#### [Task directions]
Go through the entries below. Copy each line in which "Registry" appears.

#### [Dataset excerpts]
- Opening Delimiter -

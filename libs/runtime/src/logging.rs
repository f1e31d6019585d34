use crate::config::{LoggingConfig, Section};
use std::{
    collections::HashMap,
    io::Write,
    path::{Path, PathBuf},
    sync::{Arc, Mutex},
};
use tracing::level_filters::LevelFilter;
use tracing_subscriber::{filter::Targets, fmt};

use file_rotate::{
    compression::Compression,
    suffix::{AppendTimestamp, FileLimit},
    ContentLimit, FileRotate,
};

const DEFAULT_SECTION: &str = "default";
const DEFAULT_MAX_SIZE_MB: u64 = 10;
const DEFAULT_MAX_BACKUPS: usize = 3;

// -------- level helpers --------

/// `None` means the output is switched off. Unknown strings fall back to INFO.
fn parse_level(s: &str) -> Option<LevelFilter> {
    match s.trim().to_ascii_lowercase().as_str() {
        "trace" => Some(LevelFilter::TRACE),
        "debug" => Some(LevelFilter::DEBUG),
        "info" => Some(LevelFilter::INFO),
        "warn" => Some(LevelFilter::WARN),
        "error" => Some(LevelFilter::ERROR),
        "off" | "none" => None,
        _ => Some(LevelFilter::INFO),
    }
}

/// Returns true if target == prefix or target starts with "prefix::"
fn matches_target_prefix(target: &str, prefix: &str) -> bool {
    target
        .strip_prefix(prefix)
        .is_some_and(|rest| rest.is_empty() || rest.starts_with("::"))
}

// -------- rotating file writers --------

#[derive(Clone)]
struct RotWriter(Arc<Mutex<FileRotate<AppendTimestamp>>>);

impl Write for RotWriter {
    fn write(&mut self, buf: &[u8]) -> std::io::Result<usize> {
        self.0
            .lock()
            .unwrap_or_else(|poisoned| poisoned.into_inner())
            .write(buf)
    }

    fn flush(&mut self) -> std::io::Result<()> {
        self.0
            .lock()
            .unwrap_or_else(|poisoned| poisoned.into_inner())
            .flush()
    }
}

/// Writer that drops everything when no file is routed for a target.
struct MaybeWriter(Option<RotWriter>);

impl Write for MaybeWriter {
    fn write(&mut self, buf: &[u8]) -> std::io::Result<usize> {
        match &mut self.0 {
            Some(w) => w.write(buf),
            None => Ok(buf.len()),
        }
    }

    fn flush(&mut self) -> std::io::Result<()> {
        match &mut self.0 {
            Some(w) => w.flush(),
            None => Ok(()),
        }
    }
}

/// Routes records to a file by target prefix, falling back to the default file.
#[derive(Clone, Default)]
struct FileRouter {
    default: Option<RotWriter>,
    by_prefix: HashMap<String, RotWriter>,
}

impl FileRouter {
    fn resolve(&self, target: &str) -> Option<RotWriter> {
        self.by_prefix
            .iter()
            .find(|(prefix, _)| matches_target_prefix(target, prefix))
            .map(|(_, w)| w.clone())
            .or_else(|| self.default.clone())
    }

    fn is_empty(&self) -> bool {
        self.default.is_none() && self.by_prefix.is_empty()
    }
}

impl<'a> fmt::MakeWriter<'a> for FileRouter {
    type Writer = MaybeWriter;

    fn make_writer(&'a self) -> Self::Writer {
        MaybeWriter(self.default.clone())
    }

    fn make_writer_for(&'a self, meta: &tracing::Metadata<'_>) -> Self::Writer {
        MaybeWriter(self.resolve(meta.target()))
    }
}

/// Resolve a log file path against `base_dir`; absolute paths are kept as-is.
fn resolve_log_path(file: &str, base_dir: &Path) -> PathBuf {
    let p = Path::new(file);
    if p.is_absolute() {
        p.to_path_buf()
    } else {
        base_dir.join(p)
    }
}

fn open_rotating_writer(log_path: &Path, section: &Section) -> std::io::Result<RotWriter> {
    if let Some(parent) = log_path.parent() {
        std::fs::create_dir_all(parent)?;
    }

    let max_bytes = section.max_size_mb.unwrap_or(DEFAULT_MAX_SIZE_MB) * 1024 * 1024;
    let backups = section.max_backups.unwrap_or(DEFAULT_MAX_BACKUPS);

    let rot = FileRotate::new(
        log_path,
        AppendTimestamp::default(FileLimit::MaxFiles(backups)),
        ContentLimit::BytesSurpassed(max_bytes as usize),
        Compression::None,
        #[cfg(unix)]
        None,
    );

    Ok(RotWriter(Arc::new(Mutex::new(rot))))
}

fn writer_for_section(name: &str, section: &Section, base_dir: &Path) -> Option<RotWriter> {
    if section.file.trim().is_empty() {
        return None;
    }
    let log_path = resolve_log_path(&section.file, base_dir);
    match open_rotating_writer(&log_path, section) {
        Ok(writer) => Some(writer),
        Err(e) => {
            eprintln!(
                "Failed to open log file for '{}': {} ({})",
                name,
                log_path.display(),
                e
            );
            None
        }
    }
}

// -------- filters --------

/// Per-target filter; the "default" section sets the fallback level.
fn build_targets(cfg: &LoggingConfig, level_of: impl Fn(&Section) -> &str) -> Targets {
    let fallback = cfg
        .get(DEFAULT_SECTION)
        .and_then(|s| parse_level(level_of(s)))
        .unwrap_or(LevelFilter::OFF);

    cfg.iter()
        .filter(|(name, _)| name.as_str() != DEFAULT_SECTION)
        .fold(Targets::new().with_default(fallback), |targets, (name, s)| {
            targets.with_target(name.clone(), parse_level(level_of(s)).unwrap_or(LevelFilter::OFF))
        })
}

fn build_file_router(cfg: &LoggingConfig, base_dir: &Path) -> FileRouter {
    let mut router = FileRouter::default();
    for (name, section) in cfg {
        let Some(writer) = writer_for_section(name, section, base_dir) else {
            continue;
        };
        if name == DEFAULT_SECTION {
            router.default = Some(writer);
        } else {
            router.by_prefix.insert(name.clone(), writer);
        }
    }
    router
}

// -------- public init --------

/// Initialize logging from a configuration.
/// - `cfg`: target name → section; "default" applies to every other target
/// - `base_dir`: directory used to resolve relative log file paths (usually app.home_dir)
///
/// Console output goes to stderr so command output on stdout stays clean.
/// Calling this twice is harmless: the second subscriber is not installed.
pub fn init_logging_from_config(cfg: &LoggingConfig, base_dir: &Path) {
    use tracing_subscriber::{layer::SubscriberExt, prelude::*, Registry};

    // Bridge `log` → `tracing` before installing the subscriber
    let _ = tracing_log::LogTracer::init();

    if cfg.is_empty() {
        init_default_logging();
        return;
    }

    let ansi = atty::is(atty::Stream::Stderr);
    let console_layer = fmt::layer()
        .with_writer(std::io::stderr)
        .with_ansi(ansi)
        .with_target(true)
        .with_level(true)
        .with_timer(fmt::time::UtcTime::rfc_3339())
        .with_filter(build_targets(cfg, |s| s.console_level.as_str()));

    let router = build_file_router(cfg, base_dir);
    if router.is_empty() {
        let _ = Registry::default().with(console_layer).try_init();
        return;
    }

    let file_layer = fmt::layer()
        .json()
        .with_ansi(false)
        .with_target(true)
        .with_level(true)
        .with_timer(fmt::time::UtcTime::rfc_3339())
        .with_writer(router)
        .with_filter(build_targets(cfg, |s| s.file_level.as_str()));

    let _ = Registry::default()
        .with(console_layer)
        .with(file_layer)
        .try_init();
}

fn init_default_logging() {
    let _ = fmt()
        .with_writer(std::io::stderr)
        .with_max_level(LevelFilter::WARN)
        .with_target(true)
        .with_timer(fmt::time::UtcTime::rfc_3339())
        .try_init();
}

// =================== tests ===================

- Closing Delimiter -

#### [Task response]
    use tracing_subscriber::{layer::SubscriberExt, prelude::*, Registry};
        let _ = Registry::default().with(console_layer).try_init();
    let _ = Registry::default()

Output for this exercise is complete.